A surprise in the world of prime numbers


The world of mathematics is buzzing with the news of a breakthrough in the theory of prime numbers by a virtually unknown mathematician named Yitang Zhang.  Prime numbers are numbers like 3, 5, 23, 97 which cannot be expressed as a product of two smaller numbers.  Prime numbers have been studied since the time of the Ancient Greeks and about 23 centuries ago the famous geometer Euclid discovered that there are an infinite number of them.  Since that time the study of prime numbers has produced some of the deepest results in the whole of mathematics yet these results are often very easy to understand (but the reasons the results are true are another matter).  

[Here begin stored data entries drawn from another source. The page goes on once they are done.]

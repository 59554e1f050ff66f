//! Round trips through a real LibreOffice installation.
//!
//! These tests run `soffice` from `PATH` (or `NAMED_CELLS_SOFFICE`). When it
//! is not installed, every test is skipped.

use named_cells_core::{Backend, NamedCellsExt, RangeValue, Value};
use named_cells_libreoffice::{LibreOfficeConfig, LibreOfficeWorkbook};
use named_cells_xlsx::fixtures::XlsxFixture;

fn config() -> LibreOfficeConfig {
    match std::env::var_os("NAMED_CELLS_SOFFICE") {
        Some(path) => LibreOfficeConfig::with_soffice(path),
        None => LibreOfficeConfig::default(),
    }
}

/// Skip this test if soffice is not available.
macro_rules! skip_if_no_soffice {
    () => {
        if !config().is_available() {
            eprintln!(
                "SKIP: soffice not found.\n\
                 Install LibreOffice or point NAMED_CELLS_SOFFICE at the soffice binary."
            );
            return;
        }
    };
}

/// A workbook whose cached formula result is deliberately stale
fn stale_book(dir: &std::path::Path) -> std::path::PathBuf {
    let path = dir.join("model.xlsx");
    XlsxFixture::new()
        .sheet("Model")
        .number("Model", "A1", 10.0)
        .formula("Model", "A2", "A1*2", 0.0)
        .name("i.input", "Model!$A$1")
        .name("o.output", "Model!$A$2")
        .write_to(&path)
        .unwrap();
    path
}

#[test]
fn test_open_recalculates() {
    skip_if_no_soffice!();

    let dir = tempfile::tempdir().unwrap();
    let book = LibreOfficeWorkbook::open_with(stale_book(dir.path()), config()).unwrap();
    assert_eq!(
        book.read_name("o.output").unwrap(),
        RangeValue::Scalar(Value::Number(20.0))
    );
    book.close().unwrap();
}

#[test]
fn test_save_recalculates_dependents() {
    skip_if_no_soffice!();

    let dir = tempfile::tempdir().unwrap();
    let path = stale_book(dir.path());
    let mut book = LibreOfficeWorkbook::open_with(&path, config()).unwrap();
    book.write_name("i.input", &RangeValue::Scalar(Value::Number(21.0)))
        .unwrap();
    book.save(None).unwrap();
    assert!(!book.is_dirty());
    assert_eq!(
        book.read_name("o.output").unwrap(),
        RangeValue::Scalar(Value::Number(42.0))
    );
    book.close().unwrap();

    // The file on disk carries the recalculated cache
    let reopened = named_cells_xlsx::XlsxWorkbook::open_file(&path).unwrap();
    assert_eq!(
        reopened.read_name("o.output").unwrap(),
        RangeValue::Scalar(Value::Number(42.0))
    );
}

#[test]
fn test_save_elsewhere_keeps_source() {
    skip_if_no_soffice!();

    let dir = tempfile::tempdir().unwrap();
    let path = stale_book(dir.path());
    let before = std::fs::read(&path).unwrap();
    let out = dir.path().join("out.xlsx");

    let mut book = LibreOfficeWorkbook::open_with(&path, config()).unwrap();
    book.write_name("i.input", &RangeValue::Scalar(Value::Number(1.0)))
        .unwrap();
    book.save(Some(&out)).unwrap();
    assert_eq!(book.path(), Some(out.as_path()));
    book.close().unwrap();

    assert_eq!(std::fs::read(&path).unwrap(), before);
    assert!(out.is_file());
}
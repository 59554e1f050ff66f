//! Conversion between native cells and [`Value`]s

use crate::datetime::DateSystem;
use crate::value::{CellWrite, FormatIntent, NativeCell, NativeValue, Value};

/// Convert a native cell to a value
///
/// Formulas yield their cached result, or `Null` when the file carries none.
/// Numbers become `DateTime` only when the cell's number format is a date
/// format and the serial converts; error literals become text.
pub fn to_value(cell: &NativeCell, dates: DateSystem) -> Value {
    match cell.value.effective() {
        None | Some(NativeValue::Empty) => Value::Null,
        Some(NativeValue::Number(n)) => {
            if cell.number_format.is_date_format() {
                dates
                    .to_datetime(*n)
                    .map_or(Value::Number(*n), Value::DateTime)
            } else {
                Value::Number(*n)
            }
        }
        Some(NativeValue::Text(s)) | Some(NativeValue::Error(s)) => Value::Text(s.clone()),
        Some(NativeValue::Bool(b)) => Value::Bool(*b),
        Some(NativeValue::Formula { .. }) => Value::Null,
    }
}

/// Convert a value to the write a backend should perform
pub fn to_native(value: &Value, dates: DateSystem) -> CellWrite {
    match value {
        Value::Null => CellWrite::new(NativeValue::Empty, FormatIntent::Preserve),
        Value::Number(n) => CellWrite::new(NativeValue::Number(*n), FormatIntent::Numeric),
        Value::Text(s) => CellWrite::new(NativeValue::Text(s.clone()), FormatIntent::Preserve),
        Value::Bool(b) => CellWrite::new(NativeValue::Bool(*b), FormatIntent::Preserve),
        Value::DateTime(dt) => CellWrite::new(
            NativeValue::Number(dates.to_serial(*dt)),
            FormatIntent::DateTime,
        ),
    }
}
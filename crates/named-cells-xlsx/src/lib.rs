//! # named-cells-xlsx
//!
//! XLSX backend for named-cells that never launches a spreadsheet
//! application. Edited cells are patched into their worksheet parts; every
//! other part of the package is written back unchanged.

pub mod error;
pub mod package;
pub mod workbook;

#[cfg(any(test, feature = "fixtures"))]
pub mod fixtures;

mod patch;
mod reader;
mod recalc;
mod styles;
mod xml;

pub use error::{XlsxError, XlsxResult};
pub use package::{Relationship, XlsxPackage};
pub use workbook::XlsxWorkbook;
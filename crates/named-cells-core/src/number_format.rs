//! Number formats, as far as value coercion needs them

/// Number format attached to a cell
#[derive(Debug, Clone, PartialEq, Eq, Hash, Default)]
pub enum NumberFormat {
    /// General format, also used when the backend has no format metadata
    #[default]
    General,

    /// Built-in format by ID
    BuiltIn(u32),

    /// Custom format string
    Custom(String),
}

impl NumberFormat {
    /// 0 - General
    pub const ID_GENERAL: u32 = 0;
    /// 14 - mm-dd-yy
    pub const ID_DATE_SHORT: u32 = 14;
    /// 22 - m/d/yy h:mm
    pub const ID_DATETIME: u32 = 22;

    pub fn from_id(id: u32) -> Self {
        if id == Self::ID_GENERAL {
            NumberFormat::General
        } else {
            NumberFormat::BuiltIn(id)
        }
    }

    pub fn from_string<S: Into<String>>(format: S) -> Self {
        let format = format.into();
        if format.eq_ignore_ascii_case("general") {
            NumberFormat::General
        } else {
            NumberFormat::Custom(format)
        }
    }

    /// The format code
    pub fn format_string(&self) -> &str {
        match self {
            NumberFormat::General => "General",
            NumberFormat::BuiltIn(id) => builtin_format_string(*id),
            NumberFormat::Custom(s) => s,
        }
    }

    /// Whether numbers in this format display as a date and/or time
    ///
    /// Built-in IDs are classified by table. Custom codes are classified by
    /// the first section after removing quoted literals, escapes, fill and
    /// padding characters, and bracketed modifiers such as `[Red]` or
    /// `[$-409]`; elapsed-time brackets (`[h]`, `[mm]`, `[ss]`) count as time.
    pub fn is_date_format(&self) -> bool {
        match self {
            NumberFormat::General => false,
            NumberFormat::BuiltIn(id) => is_builtin_date(*id),
            NumberFormat::Custom(code) => is_date_code(code),
        }
    }
}

fn is_builtin_date(id: u32) -> bool {
    matches!(id, 14..=22 | 27..=36 | 45..=47 | 50..=58)
}

fn is_date_code(code: &str) -> bool {
    let section = first_section(code);
    let mut chars = section.chars();
    while let Some(c) = chars.next() {
        match c {
            '"' => {
                for q in chars.by_ref() {
                    if q == '"' {
                        break;
                    }
                }
            }
            '\\' | '_' | '*' => {
                chars.next();
            }
            '[' => {
                let mut inner = String::new();
                for b in chars.by_ref() {
                    if b == ']' {
                        break;
                    }
                    inner.push(b);
                }
                let lower = inner.to_ascii_lowercase();
                if !lower.is_empty() && lower.chars().all(|x| matches!(x, 'h' | 'm' | 's')) {
                    return true;
                }
            }
            'd' | 'D' | 'm' | 'M' | 'y' | 'Y' | 'h' | 'H' | 's' | 'S' => return true,
            _ => {}
        }
    }
    false
}

/// Text up to the first unquoted `;`
fn first_section(code: &str) -> &str {
    let mut in_quotes = false;
    let mut escaped = false;
    for (i, c) in code.char_indices() {
        if escaped {
            escaped = false;
            continue;
        }
        match c {
            '\\' => escaped = true,
            '"' => in_quotes = !in_quotes,
            ';' if !in_quotes => return &code[..i],
            _ => {}
        }
    }
    code
}

fn builtin_format_string(id: u32) -> &'static str {
    match id {
        0 => "General",
        1 => "0",
        2 => "0.00",
        3 => "#,##0",
        4 => "#,##0.00",
        9 => "0%",
        10 => "0.00%",
        11 => "0.00E+00",
        12 => "# ?/?",
        13 => "# ??/??",
        14 => "mm-dd-yy",
        15 => "d-mmm-yy",
        16 => "d-mmm",
        17 => "mmm-yy",
        18 => "h:mm AM/PM",
        19 => "h:mm:ss AM/PM",
        20 => "h:mm",
        21 => "h:mm:ss",
        22 => "m/d/yy h:mm",
        37 => "#,##0 ;(#,##0)",
        38 => "#,##0 ;[Red](#,##0)",
        39 => "#,##0.00;(#,##0.00)",
        40 => "#,##0.00;[Red](#,##0.00)",
        45 => "mm:ss",
        46 => "[h]:mm:ss",
        47 => "mmss.0",
        48 => "##0.0E+0",
        49 => "@",
        _ => "General",
    }
}
//! Name listings and engine selection

use named_cells::prelude::*;
use named_cells::specs::{specifications, write_csv};
use named_cells_xlsx::fixtures::XlsxFixture;
use pretty_assertions::assert_eq;

fn fixture() -> XlsxFixture {
    XlsxFixture::new()
        .sheet("B")
        .sheet("A")
        .number("A", "B10", 10.0)
        .number("A", "B2", 2.0)
        .number("B", "A1", 1.0)
        .number("B", "A2", 2.0)
        .name("x.late", "A!$B$10")
        .name("x.early", "A!$B$2")
        .name("v.pair", "B!$A$1:$A$2")
        .local_name("x.local", 0, "B!$A$1")
        .name("_xlnm.Print_Area", "B!$A$1:$A$2")
}

#[test]
fn test_specifications_sorted() {
    let dir = tempfile::tempdir().unwrap();
    let path = dir.path().join("book.xlsx");
    fixture().write_to(&path).unwrap();
    let book = Workbook::open_with(&path, &OpenOptions::new(Engine::Xlsx)).unwrap();

    let specs = specifications(&book, None).unwrap();
    let rows: Vec<(&str, String, &str)> = specs
        .iter()
        .map(|s| (s.sheet.as_str(), s.range.to_a1_string(), s.name.as_str()))
        .collect();
    assert_eq!(
        rows,
        vec![
            ("A", "B2".to_string(), "x.early"),
            ("A", "B10".to_string(), "x.late"),
            ("B", "A1:A2".to_string(), "v.pair"),
        ]
    );

    let mut out = Vec::new();
    write_csv(&specs, &mut out).unwrap();
    assert_eq!(
        String::from_utf8(out).unwrap(),
        "sheet,range,name,shape,value\n\
         A,B2,x.early,scalar,2\n\
         A,B10,x.late,scalar,10\n\
         B,A1:A2,v.pair,vector,\"[1, 2]\"\n"
    );
}

#[test]
fn test_specifications_prefix() {
    let dir = tempfile::tempdir().unwrap();
    let path = dir.path().join("book.xlsx");
    fixture().write_to(&path).unwrap();
    let book = Workbook::open(&path).unwrap();
    assert_eq!(book.engine(), Engine::Xlsx);

    let names: Vec<String> = specifications(&book, Some("v."))
        .unwrap()
        .into_iter()
        .map(|s| s.name)
        .collect();
    assert_eq!(names, vec!["v.pair".to_string()]);
}

#[test]
fn test_workbook_save_through_engine() {
    let dir = tempfile::tempdir().unwrap();
    let path = dir.path().join("book.xlsx");
    fixture().write_to(&path).unwrap();

    let mut book = Workbook::open(&path).unwrap();
    book.write_name("x.early", &RangeValue::Scalar(Value::text("changed")))
        .unwrap();
    book.save(None).unwrap();
    book.close().unwrap();

    let book = Workbook::open(&path).unwrap();
    assert_eq!(
        book.read_name("x.early").unwrap(),
        RangeValue::Scalar(Value::text("changed"))
    );
}
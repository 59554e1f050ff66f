//! One headless `soffice --convert-to` run

use std::path::{Path, PathBuf};
use std::process::{Command, Stdio};

use crate::config::LibreOfficeConfig;
use crate::error::{LibreOfficeError, Result};
use crate::profile::Profile;

/// Build the command converting `input` into `outdir`
pub(crate) fn command(
    config: &LibreOfficeConfig,
    profile: &Profile,
    input: &Path,
    outdir: &Path,
) -> Command {
    let mut cmd = Command::new(config.soffice());
    cmd.arg(format!("-env:UserInstallation={}", profile.url()))
        .arg("--headless")
        .arg("--invisible")
        .arg("--nocrashreport")
        .arg("--nodefault")
        .arg("--nologo")
        .arg("--nofirststartwizard")
        .arg("--norestore")
        .arg("--convert-to")
        .arg(format!("xlsx:{}", config.filter))
        .arg("--outdir")
        .arg(outdir);

    for arg in &config.extra_args {
        cmd.arg(arg);
    }
    cmd.arg(input);

    cmd.stdin(Stdio::null())
        .stdout(Stdio::piped())
        .stderr(Stdio::piped());
    cmd
}

/// Convert `input` into `outdir`, returning the written file
///
/// Blocks until `soffice` exits.
pub(crate) fn convert(
    config: &LibreOfficeConfig,
    profile: &Profile,
    input: &Path,
    outdir: &Path,
) -> Result<PathBuf> {
    let mut cmd = command(config, profile, input, outdir);
    tracing::info!("Running LibreOffice: {:?}", cmd);

    let output = cmd.output().map_err(|e| {
        if e.kind() == std::io::ErrorKind::NotFound {
            LibreOfficeError::NotFound(config.soffice())
        } else {
            LibreOfficeError::Spawn {
                program: config.soffice(),
                source: e,
            }
        }
    })?;

    let stderr = String::from_utf8_lossy(&output.stderr).trim().to_string();
    if !output.status.success() {
        return Err(LibreOfficeError::ConversionFailed {
            input: input.to_path_buf(),
            status: output.status.to_string(),
            stderr,
        });
    }

    // soffice exits with success even when it could not load the input
    let stem = input.file_stem().unwrap_or_default().to_string_lossy();
    let converted = outdir.join(format!("{stem}.xlsx"));
    if !converted.is_file() {
        return Err(LibreOfficeError::ConversionFailed {
            input: input.to_path_buf(),
            status: "no output written".to_string(),
            stderr,
        });
    }

    tracing::debug!("converted {} to {}", input.display(), converted.display());
    Ok(converted)
}
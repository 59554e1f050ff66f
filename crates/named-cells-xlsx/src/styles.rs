//! Cell formats from `xl/styles.xml`
//!
//! Only what value coercion needs is interpreted: each cell format's number
//! format. Cell formats derived during writes are appended to `cellXfs`; the
//! rest of the part is copied through unchanged.

use std::collections::HashMap;

use quick_xml::events::{BytesEnd, BytesStart, Event};
use quick_xml::reader::Reader;
use quick_xml::writer::Writer;

use named_cells_core::NumberFormat;

use crate::error::{XlsxError, XlsxResult};
use crate::xml::{attr_value, local_name};

pub(crate) const STYLES_PART: &str = "xl/styles.xml";

/// One `<xf>` of `cellXfs`
#[derive(Debug, Clone, PartialEq)]
struct XfRecord {
    num_fmt_id: u32,
    attrs: Vec<(String, String)>,
    /// Child elements (`alignment`, `protection`) as raw XML
    inner: Vec<u8>,
}

impl XfRecord {
    fn default_xf() -> Self {
        Self {
            num_fmt_id: 0,
            attrs: ["numFmtId", "fontId", "fillId", "borderId", "xfId"]
                .iter()
                .map(|k| (k.to_string(), "0".to_string()))
                .collect(),
            inner: Vec::new(),
        }
    }

    /// Copy with another number format
    fn with_num_fmt(&self, fmt_id: u32) -> Self {
        let mut attrs: Vec<(String, String)> = self
            .attrs
            .iter()
            .filter(|(k, _)| k != "numFmtId" && k != "applyNumberFormat")
            .cloned()
            .collect();
        attrs.insert(0, ("numFmtId".to_string(), fmt_id.to_string()));
        attrs.push(("applyNumberFormat".to_string(), "1".to_string()));
        Self {
            num_fmt_id: fmt_id,
            attrs,
            inner: self.inner.clone(),
        }
    }

    fn write(&self, writer: &mut Writer<Vec<u8>>) -> XlsxResult<()> {
        let mut start = BytesStart::new("xf");
        for (k, v) in &self.attrs {
            start.push_attribute((k.as_str(), v.as_str()));
        }
        if self.inner.is_empty() {
            writer.write_event(Event::Empty(start))?;
        } else {
            writer.write_event(Event::Start(start))?;
            writer.get_mut().extend_from_slice(&self.inner);
            writer.write_event(Event::End(BytesEnd::new("xf")))?;
        }
        Ok(())
    }
}

/// Parsed cell formats
#[derive(Debug, Clone)]
pub(crate) struct Styles {
    custom_formats: HashMap<u32, String>,
    xfs: Vec<XfRecord>,
    /// Number of `xf` entries in the part as read
    original_len: usize,
    derived: HashMap<(u32, u32), u32>,
}

impl Default for Styles {
    fn default() -> Self {
        Self {
            custom_formats: HashMap::new(),
            xfs: vec![XfRecord::default_xf()],
            original_len: 0,
            derived: HashMap::new(),
        }
    }
}

impl Styles {
    /// Parse `xl/styles.xml`
    pub(crate) fn parse(bytes: &[u8]) -> XlsxResult<Self> {
        let mut reader = Reader::from_reader(bytes);
        reader.trim_text(false);
        let mut buf = Vec::new();

        let mut custom_formats = HashMap::new();
        let mut xfs = Vec::new();
        let mut in_num_fmts = false;
        let mut in_cell_xfs = false;
        let mut current: Option<XfRecord> = None;
        let mut inner = Writer::new(Vec::new());
        let mut depth = 0usize;

        loop {
            match reader.read_event_into(&mut buf) {
                Ok(Event::Start(e)) if depth > 0 => {
                    depth += 1;
                    inner.write_event(Event::Start(e.into_owned()))?;
                }
                Ok(Event::End(e)) if depth > 1 => {
                    depth -= 1;
                    inner.write_event(Event::End(e.into_owned()))?;
                }
                Ok(Event::End(e)) if depth == 1 && local_name(e.name().as_ref()) == b"xf" => {
                    depth = 0;
                    if let Some(mut xf) = current.take() {
                        xf.inner = std::mem::take(inner.get_mut());
                        xfs.push(xf);
                    }
                }
                Ok(ev) if depth > 0 => {
                    if !matches!(ev, Event::Text(ref t) if t.iter().all(u8::is_ascii_whitespace)) {
                        inner.write_event(ev.into_owned())?;
                    }
                }
                Ok(Event::Start(e)) => match local_name(e.name().as_ref()) {
                    b"numFmts" => in_num_fmts = true,
                    b"cellXfs" => in_cell_xfs = true,
                    b"xf" if in_cell_xfs => {
                        current = Some(parse_xf(&e));
                        depth = 1;
                    }
                    _ => {}
                },
                Ok(Event::Empty(e)) => match local_name(e.name().as_ref()) {
                    b"numFmt" if in_num_fmts => {
                        let id = attr_value(&e, b"numFmtId").and_then(|s| s.parse::<u32>().ok());
                        let code = attr_value(&e, b"formatCode");
                        if let (Some(id), Some(code)) = (id, code) {
                            custom_formats.insert(id, code);
                        }
                    }
                    b"xf" if in_cell_xfs => xfs.push(parse_xf(&e)),
                    _ => {}
                },
                Ok(Event::End(e)) => match local_name(e.name().as_ref()) {
                    b"numFmts" => in_num_fmts = false,
                    b"cellXfs" => in_cell_xfs = false,
                    _ => {}
                },
                Ok(Event::Eof) => break,
                Err(e) => return Err(XlsxError::Xml(e)),
                _ => {}
            }
            buf.clear();
        }

        let original_len = xfs.len();
        if xfs.is_empty() {
            xfs.push(XfRecord::default_xf());
        }
        Ok(Self {
            custom_formats,
            xfs,
            original_len,
            derived: HashMap::new(),
        })
    }

    /// Number format of cell format `xf`
    pub(crate) fn number_format(&self, xf: u32) -> NumberFormat {
        let id = self.xfs.get(xf as usize).map_or(0, |r| r.num_fmt_id);
        match self.custom_formats.get(&id) {
            Some(code) => NumberFormat::from_string(code.as_str()),
            None => NumberFormat::from_id(id),
        }
    }

    /// Index of a cell format equal to `xf` but with number format `fmt_id`
    pub(crate) fn with_number_format(&mut self, xf: u32, fmt_id: u32) -> u32 {
        if let Some(idx) = self.derived.get(&(xf, fmt_id)) {
            return *idx;
        }
        let base = self
            .xfs
            .get(xf as usize)
            .cloned()
            .unwrap_or_else(XfRecord::default_xf);
        let idx = self.xfs.len() as u32;
        self.xfs.push(base.with_num_fmt(fmt_id));
        self.derived.insert((xf, fmt_id), idx);
        log::debug!("derived cell format {idx} from {xf} with number format {fmt_id}");
        idx
    }

    /// Whether formats were added since parsing
    pub(crate) fn is_dirty(&self) -> bool {
        !self.derived.is_empty()
    }

    /// The styles part with derived formats appended to `cellXfs`
    pub(crate) fn write(&self, original: Option<&[u8]>) -> XlsxResult<Vec<u8>> {
        match original {
            Some(bytes) => self.patch_part(bytes),
            None => self.minimal_part(),
        }
    }

    fn added(&self) -> &[XfRecord] {
        let start = self.original_len.max(1).min(self.xfs.len());
        &self.xfs[start..]
    }

    fn patch_part(&self, bytes: &[u8]) -> XlsxResult<Vec<u8>> {
        let mut reader = Reader::from_reader(bytes);
        reader.trim_text(false);
        let mut writer = Writer::new(Vec::with_capacity(bytes.len() + 256));
        let mut buf = Vec::new();
        let count = self.xfs.len().to_string();

        loop {
            match reader.read_event_into(&mut buf)? {
                Event::Start(e) if local_name(e.name().as_ref()) == b"cellXfs" => {
                    writer.write_event(Event::Start(with_count(&e, &count)))?;
                }
                Event::Empty(e) if local_name(e.name().as_ref()) == b"cellXfs" => {
                    writer.write_event(Event::Start(with_count(&e, &count)))?;
                    for xf in &self.xfs {
                        xf.write(&mut writer)?;
                    }
                    writer.write_event(Event::End(BytesEnd::new("cellXfs")))?;
                }
                Event::End(e) if local_name(e.name().as_ref()) == b"cellXfs" => {
                    for xf in self.added() {
                        xf.write(&mut writer)?;
                    }
                    writer.write_event(Event::End(e.into_owned()))?;
                }
                Event::Eof => break,
                ev => writer.write_event(ev.into_owned())?,
            }
            buf.clear();
        }

        Ok(writer.into_inner())
    }

    fn minimal_part(&self) -> XlsxResult<Vec<u8>> {
        let mut writer = Writer::new(Vec::new());
        writer.get_mut().extend_from_slice(
            br#"<?xml version="1.0" encoding="UTF-8" standalone="yes"?>
<styleSheet xmlns="http://schemas.openxmlformats.org/spreadsheetml/2006/main"><fonts count="1"><font><sz val="11"/><name val="Calibri"/></font></fonts><fills count="2"><fill><patternFill patternType="none"/></fill><fill><patternFill patternType="gray125"/></fill></fills><borders count="1"><border><left/><right/><top/><bottom/><diagonal/></border></borders><cellStyleXfs count="1"><xf numFmtId="0" fontId="0" fillId="0" borderId="0"/></cellStyleXfs>"#,
        );
        let mut start = BytesStart::new("cellXfs");
        start.push_attribute(("count", self.xfs.len().to_string().as_str()));
        writer.write_event(Event::Start(start))?;
        for xf in &self.xfs {
            xf.write(&mut writer)?;
        }
        writer.write_event(Event::End(BytesEnd::new("cellXfs")))?;
        writer.get_mut().extend_from_slice(
            br#"<cellStyles count="1"><cellStyle name="Normal" xfId="0" builtinId="0"/></cellStyles></styleSheet>"#,
        );
        Ok(writer.into_inner())
    }
}

fn parse_xf(e: &BytesStart<'_>) -> XfRecord {
    let mut attrs = Vec::new();
    let mut num_fmt_id = 0;
    for attr in e.attributes().flatten() {
        let key = String::from_utf8_lossy(attr.key.as_ref()).into_owned();
        let value = attr
            .unescape_value()
            .map(|v| v.into_owned())
            .unwrap_or_default();
        if key == "numFmtId" {
            num_fmt_id = value.parse().unwrap_or(0);
        }
        attrs.push((key, value));
    }
    XfRecord {
        num_fmt_id,
        attrs,
        inner: Vec::new(),
    }
}

fn with_count(e: &BytesStart<'_>, count: &str) -> BytesStart<'static> {
    let mut start = BytesStart::new(String::from_utf8_lossy(e.name().as_ref()).into_owned());
    for attr in e.attributes().flatten() {
        if attr.key.as_ref() != b"count" {
            start.push_attribute((attr.key.as_ref(), attr.value.as_ref()));
        }
    }
    start.push_attribute(("count", count));
    start
}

It is easy to see that 2 and 3 are the only consecutive prime numbers (because if you have two consecutive numbers one of them must be even but 2 is the only even prime number).  What about prime numbers differing by 2?  Here there are more: (3, 5), (5, 7), (11, 13) for example and there are many other so-called twin primes.  But are there are an infinite supply of twin primes?  Despite hundreds of years of research we don't know the answer to this innocuous question.

What about pairs of prime numbers that differ by 4 (like (3,7) or (19, 23))?  We don't know if there are infinitely many such pairs either.  And if you replace 4 by any other even number at all we still don't know.  For example, we don't know whether there are infinitely many prime pairs that differ by 30 say (like 31 and 61).

Enter Yitang Zhang.  In his 50's he is definitely beyond the age where most mathematicians make their mark and until now he has been practically unknown.  After he got his PhD in 1992 he had found it difficult to get an academic job, working for several years as an accountant and even in a Subway sandwich shop.  But he never gave up doing mathematics and eventually was appointed at the University of New Hampshire.  There he pursued an unremarkable research career with no publication since 2001 but he was loved by his students apparently because he set easy exams.  Now he has burst onto the world's mathematical stage with a result that has surprised all the experts.  He has proved that there is some number k that "works" for prime pairs.  We don't know that k=2 or k=4; all we know is that k is less than 70 million.  And for this k, whatever it is, Zhang has proved that there are infinitely many pairs of prime numbers that differ by k.

The reason that this has excited mathematicians is that no result like this has ever been proved before and it gives some hope that the original prime twin problem might eventually be solved.  It is also a surprise result in that it hardly ever happens that a giant step like this is taken by such an obscure mathematician.  When it has happened before (such as for the Indian genius Ramanajuan) the newcomer is usually much younger since mathematics at its most creative is usually a young person's metier.

Zhang's theorem probably won't have much practical use.  If you like problems about ages and birthdays here's a consequence that might be appealing.  Somewhere, sometime, there were two mammals of different ages and there will be an infinite number of years when both their ages are prime numbers.  Might there be two human beings with this property?  We don't know because humans haven't been around for 70 million years whereas mammals have.